Söz konusu dönemde İzmir’i ziyaret etmiş seyyahlardan anekdotlar anlatan Prof. Dr. Beyru, Gediz Nehri'nin körfez dolayısıyla şehrin üzerindeki etkisini, kıyı düzenlemelerine yönelik fikir ve çalışmaları, İzmir Limanı ve çevresini, limanın zaman içinde dolmasının ardından şehir merkezinde yaşanan dönüşümü ve bunun ardından ortaya çıkan dokuyu tafsilatıyla anlattı. Bir liman şehri olan İzmir'in kozmopolit yapısı ve çok kültürlü dokusuna dikkat çekerek, farklı etnik kimliklere ait mahallelerin konumu hakkında da bilgi verdi.

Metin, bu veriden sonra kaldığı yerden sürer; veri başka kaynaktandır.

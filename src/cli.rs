//! Command-line interface definitions.
//!
//! Defines the argument parser and subcommands using clap's derive API.
//! Each subcommand corresponds to a distinct operation: listing scan
//! targets, inspecting the reference graph, detecting migratable
//! candidates, or performing the migration.

use clap::{Parser, Subcommand};
use std::path::PathBuf;

/// Migrate self-contained package definitions into the by-name layout.
#[derive(Debug, Parser)]
#[command(author, version, about)]
pub struct Args {
    #[command(subcommand)]
    pub command: Commands,
}

#[derive(Debug, Subcommand)]
pub enum Commands {
    /// List files that would be scanned without processing them.
    Scan {
        /// Tree root to scan.
        #[arg(short, long, default_value = ".")]
        root: PathBuf,

        /// Glob patterns for entries to exclude. Dot-prefixed entries are
        /// excluded by default.
        #[arg(short, long)]
        exclude: Vec<String>,

        /// Disable the default exclusion of dot-prefixed entries.
        #[arg(long)]
        no_default_excludes: bool,
    },

    /// Build the reference graph and report its size and invalid references.
    Graph {
        /// Tree root to scan.
        #[arg(short, long, default_value = ".")]
        root: PathBuf,

        /// Glob patterns for entries to exclude.
        #[arg(short, long)]
        exclude: Vec<String>,

        /// Disable the default exclusion of dot-prefixed entries.
        #[arg(long)]
        no_default_excludes: bool,

        /// Emit JSON instead of human-readable output.
        #[arg(long)]
        json: bool,
    },

    /// Analyze the registry and report which candidates could migrate.
    Detect {
        /// Tree root containing the registry and package definitions.
        #[arg(short, long, default_value = ".")]
        root: PathBuf,

        /// Registry file, relative to the root.
        #[arg(long, default_value = "pkgs/top-level/all-packages.nix")]
        registry: PathBuf,

        /// Constructor identifier a qualifying binding must call.
        #[arg(long, default_value = "callPackage")]
        constructor: String,

        /// Entry-point filename inside candidate directories.
        #[arg(long, default_value = "default.nix")]
        entry_point: String,

        /// Glob patterns for entries to exclude.
        #[arg(short, long)]
        exclude: Vec<String>,

        /// Disable the default exclusion of dot-prefixed entries.
        #[arg(long)]
        no_default_excludes: bool,

        /// Additional names to exclude from migration.
        #[arg(long)]
        deny: Vec<String>,

        /// Emit JSON instead of human-readable output.
        #[arg(long)]
        json: bool,

        /// Print per-candidate rejection reasons.
        #[arg(short, long)]
        verbose: bool,
    },

    /// Verify and migrate eligible candidates, then rewrite the registry.
    Migrate {
        /// Actually modify the tree (default is a dry run).
        #[arg(long)]
        write: bool,

        /// Tree root containing the registry and package definitions.
        #[arg(short, long, default_value = ".")]
        root: PathBuf,

        /// Registry file, relative to the root.
        #[arg(long, default_value = "pkgs/top-level/all-packages.nix")]
        registry: PathBuf,

        /// Destination root for migrated directories, relative to the root.
        #[arg(long, default_value = "pkgs/by-name")]
        target_root: PathBuf,

        /// Constructor identifier a qualifying binding must call.
        #[arg(long, default_value = "callPackage")]
        constructor: String,

        /// Entry-point filename inside candidate directories.
        #[arg(long, default_value = "default.nix")]
        entry_point: String,

        /// Entry-point filename in the target layout.
        #[arg(long, default_value = "package.nix")]
        target_entry_point: String,

        /// Glob patterns for entries to exclude.
        #[arg(short, long)]
        exclude: Vec<String>,

        /// Disable the default exclusion of dot-prefixed entries.
        #[arg(long)]
        no_default_excludes: bool,

        /// Additional names to exclude from migration.
        #[arg(long)]
        deny: Vec<String>,

        /// Candidates per evaluator batch.
        #[arg(long, default_value_t = crate::verifier::DEFAULT_BATCH_SIZE)]
        batch_size: usize,

        /// Emit JSON instead of human-readable output.
        #[arg(long)]
        json: bool,
    },
}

İzmir’de yaşanan deprem ve yangın gibi afetlerin şehrin yapısına etkileri üzerinde de duran Beyru, 1841-1845 arasındaki yangınlar ve ardından yapılan imar çalışmaları hakkında örnekler aktardı. Rauf Beyru, 1845 yılındaki yangında büyük hasar gören Ermeni mahallesinde yapılan onarımın, İzmir'in planlı gelişmesinde bir dönüm noktası olduğunu söyledi. İzmir’in demiryollarına da değinen araştırmacı, 19. yüzyılın ortalarından itibaren kurulan İzmir-Aydın ve İzmir-Kasaba hatlarının, şehiriçi ulaşım alanında önemli faydalar sağladığını vurguladı.
Söyleşinin sonunda Rauf Beyru ile tanışma ve sohbet etme fırsatı bulan dinleyiciler, kitaplarını da imzalattı. Prof. Dr. Beyru'nun, İzmir Büyükşehir Belediyesi Kent Kitaplığı tarafından yayımlanan iki çalışması bulunuyor.
İTÜ Mimarlık Fakültesi’nin ardından ABD Pensilvanya Üniversitesi’nde şehir planlaması yüksek lisansını tamamlayan Beyru, ODTÜ’de Şehir ve Bölge Planlama bölüm başkanlığı ile Mimarlık Fakültesi dekanlığı yaptı. 1981 sonlarında emekliliğini isteyerek, Riyad'daki Kral Suud Üniversitesi’nde ders vermeye başlayan Beyru’nun, mimarlık ve şehircilik proje yarışmalarında çok sayıda ödülü, jüri üyelikleri, kitap, makale ve bildirileri bulunuyor.